3. La société MMA IARD fait grief à l'ordonnance de faire droit à la requête en rectification d'erreur matérielle de la société Etablissements Obrecht et de dire qu'il serait mentionné en marge de la minute du jugement du 21 novembre 2019, « condamne la société MMA à garantir la société Obrecht de l'intégralité des condamnations prononcées à son encontre », alors « que les erreurs matérielles et les omissions de statuer affectant un jugement ne peuvent être corrigées que par la juridiction qui l'a prononcé ou par une juridiction statuant sur un recours contre celui-ci ; qu'en l'espèce, le jugement du 21 novembre 2019 a été rendu par le tribunal de commerce, régulièrement composé de trois magistrats statuant collégialement ; qu'ayant été instruite et prononcée par un juge unique, M. [V], sans que mention soit faite de noms des autres juges composant la formation collégiale du tribunal de commerce de Dijon, pourtant seul compétent pour examiner la requête en rectification de la société Obrecht à l'exclusion de toute autre formation et juridiction du tribunal, l'ordonnance du 3 août 2020 a violé les articles 462 et 463 du code de procédure civile. »

Réponse de la Cour

Vu l'article 462 du code de procédure civile :

4. Selon ce texte, si les erreurs et omissions matérielles qui affectent un jugement, même passé en force de chose jugée, peuvent toujours être réparées, elles ne peuvent l'être que par la juridiction qui l'a rendu ou par celle à laquelle il est déféré, selon ce que le dossier révèle ou, à défaut, ce que la raison commande.

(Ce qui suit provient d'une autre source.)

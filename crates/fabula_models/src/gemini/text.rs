//! Gemini text client: premise generation and narrative expansion.

use crate::gemini::wire::{Content, GenerateContentRequest, GenerateContentResponse, Part};
use crate::gemini::{parse, API_KEY_VAR, BASE_URL};
use async_trait::async_trait;
use base64::Engine;
use fabula_core::{Narrative, Premise};
use fabula_error::{FabulaResult, StoryError, StoryErrorKind};
use fabula_interface::{PremiseRequest, StoryGenerator};
use reqwest::Client;
use tracing::{debug, instrument, warn};

/// Gemini-backed story generator.
#[derive(Debug, Clone)]
pub struct GeminiStoryGenerator {
    client: Client,
    api_key: String,
    base_url: String,
    model: String,
}

impl GeminiStoryGenerator {
    /// Create a client for `model`, reading the API key from the
    /// environment.
    ///
    /// # Errors
    ///
    /// Returns an error if `GEMINI_API_KEY` is not set.
    #[instrument(skip_all)]
    pub fn new(model: impl Into<String>) -> FabulaResult<Self> {
        let api_key = std::env::var(API_KEY_VAR)
            .map_err(|_| StoryError::new(StoryErrorKind::MissingApiKey))?;
        Ok(Self::with_api_key(api_key, model))
    }

    /// Create a client with an explicit API key.
    pub fn with_api_key(api_key: impl Into<String>, model: impl Into<String>) -> Self {
        Self {
            client: Client::new(),
            api_key: api_key.into(),
            base_url: BASE_URL.to_string(),
            model: model.into(),
        }
    }

    /// Model name in use.
    pub fn model(&self) -> &str {
        &self.model
    }

    async fn generate(&self, parts: Vec<Part>) -> FabulaResult<String> {
        let request = GenerateContentRequest {
            contents: vec![Content { parts }],
            generation_config: None,
        };

        let url = format!("{}/{}:generateContent", self.base_url, self.model);
        debug!(url = %url, model = %self.model, "Sending text generation request");

        let response = self
            .client
            .post(&url)
            .header("x-goog-api-key", &self.api_key)
            .json(&request)
            .send()
            .await
            .map_err(|e| {
                StoryError::new(StoryErrorKind::ApiRequest(format!("Request failed: {}", e)))
            })?;

        if !response.status().is_success() {
            let status_code = response.status().as_u16();
            let message = response.text().await.unwrap_or_default();
            return Err(StoryError::new(StoryErrorKind::HttpError {
                status_code,
                message,
            })
            .into());
        }

        let body: GenerateContentResponse = response.json().await.map_err(|e| {
            StoryError::new(StoryErrorKind::MalformedResponse(format!(
                "Failed to parse response body: {}",
                e
            )))
        })?;

        body.text()
            .ok_or_else(|| StoryError::new(StoryErrorKind::EmptyResponse).into())
    }

    fn premise_prompt(request: &PremiseRequest) -> String {
        let interests = if request.interests.trim().is_empty() {
            "magical adventures"
        } else {
            request.interests.trim()
        };

        format!(
            r#"Create a BASIC children's story idea from the attached photo and the child's interests.

INFORMATION:
- Name: {name}
- Age: {age} years old
- Interests: {interests}

GENERATE ONLY:
- An appealing title
- A general theme (adventure, fantasy, friendship, etc.)
- A brief two-to-three line summary
- A DETAILED physical description of the protagonist in the photo

MINIMAL JSON:
{{
    "title": "Creative book title",
    "theme": "adventure/fantasy/friendship/etc",
    "summary": "Brief summary of the adventure",
    "world_description": "Description of the world where the story happens (magical forest, outer space, fantastic city, etc.)",
    "protagonist": {{
        "name": "{name}",
        "appearance": "DETAILED description of the child's appearance in the photo (hair color, face shape, unique features, visible clothing)"
    }}
}}

IMPORTANT: Generate only this basic information. Do NOT generate pages or secondary characters. Respond with JSON only."#,
            name = request.child_name,
            age = request.age,
            interests = interests,
        )
    }

    fn expansion_prompt(premise: &Premise, page_count: u8) -> String {
        format!(
            r#"Extend this story idea into a COMPLETE children's story of {pages} pages.

BASE STORY:
- Title: {title}
- Theme: {theme}
- Summary: {summary}
- World: {world}
- Protagonist: {protagonist_name} - {protagonist_appearance}

GENERATE THE COMPLETE STORY:
- EXACTLY {pages} pages
- At most 3 characters (protagonist included)
- At most 3 important objects
- At most 3 distinct scenes
- Each page: at most 50 words of text

VERY DETAILED DESCRIPTIONS:
- Each character: complete physical description (clothing, hair color, features)
- Each object: shape, color, size, texture
- Each scene: environment, dominant colors, main elements, atmosphere
- Each page: DETAILED VISUAL description of what to illustrate, where every element is, what everyone is doing

COMPLETE JSON WITH NUMERIC IDS:
{{
    "title": "{title}",
    "theme": "{theme}",
    "summary": "{summary}",
    "lesson": "What the child will learn",
    "characters": [
        {{"id": 1, "name": "{protagonist_name}", "description": "{protagonist_appearance}"}},
        {{"id": 2, "name": "Secondary character name", "description": "Complete DETAILED physical description"}}
    ],
    "objects": [
        {{"id": 1, "name": "Object name", "description": "DETAILED description (shape, color, size, texture)"}}
    ],
    "scenes": [
        {{"id": 1, "name": "Scene name", "description": "DETAILED description (colors, lighting, elements, atmosphere)"}}
    ],
    "pages": [
        {{
            "number": 1,
            "text": "Page text (at most 50 words)",
            "scene_description": "DETAILED VISUAL description: what to illustrate, where each element is, relative positions, expressions",
            "character_ids": [1],
            "object_ids": [1],
            "scene_id": 1
        }}
    ]
}}

CRITICAL: Descriptions must be detailed enough that an illustrator could draw exactly the same thing twice. Respond with JSON only."#,
            pages = page_count,
            title = premise.title,
            theme = premise.theme,
            summary = premise.summary,
            world = premise.world_description,
            protagonist_name = premise.protagonist.name,
            protagonist_appearance = premise.protagonist.appearance,
        )
    }
}

#[async_trait]
impl StoryGenerator for GeminiStoryGenerator {
    #[instrument(skip(self, request), fields(child = %request.child_name))]
    async fn minimal_premise(&self, request: &PremiseRequest) -> FabulaResult<Premise> {
        let photo = base64::engine::general_purpose::STANDARD.encode(&request.photo.data);
        let parts = vec![
            Part::text(Self::premise_prompt(request)),
            Part::inline_data(request.photo.mime.clone(), photo),
        ];

        let text = self.generate(parts).await?;

        match parse::parse_premise(&text, &request.child_name) {
            Some(premise) => {
                debug!(title = %premise.title, "Generated premise");
                Ok(premise)
            }
            None => {
                warn!("Unparseable premise response, using fallback story");
                Ok(parse::fallback_premise(&request.child_name))
            }
        }
    }

    #[instrument(skip(self, premise), fields(title = %premise.title, page_count))]
    async fn expand_story(&self, premise: &Premise, page_count: u8) -> FabulaResult<Narrative> {
        let parts = vec![Part::text(Self::expansion_prompt(premise, page_count))];
        let text = self.generate(parts).await?;

        match parse::parse_narrative(&text, premise) {
            Some(narrative) => {
                debug!(pages = narrative.pages.len(), "Expanded narrative");
                Ok(narrative)
            }
            None => {
                warn!("Unparseable narrative response, using fallback story");
                Ok(parse::fallback_narrative(premise, page_count))
            }
        }
    }
}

5. Un juge d'un tribunal de commerce a fait droit à la requête en rectification d'erreur matérielle affectant le jugement rendu par une formation collégiale de ce même tribunal.

6. En statuant ainsi, alors que les erreurs et omissions matérielles d'un jugement rendu par une formation collégiale ne peuvent être rectifiées que par une juridiction statuant en formation collégiale, le tribunal a violé le texte susvisé.

Mise hors de cause

7. En application de l'article 625 du code de procédure civile, il y a lieu de mettre hors de cause la société Saint-Cricq embouteillages et la société AXA France IARD, dont la présence n'est pas nécessaire devant la cour d'appel de renvoi.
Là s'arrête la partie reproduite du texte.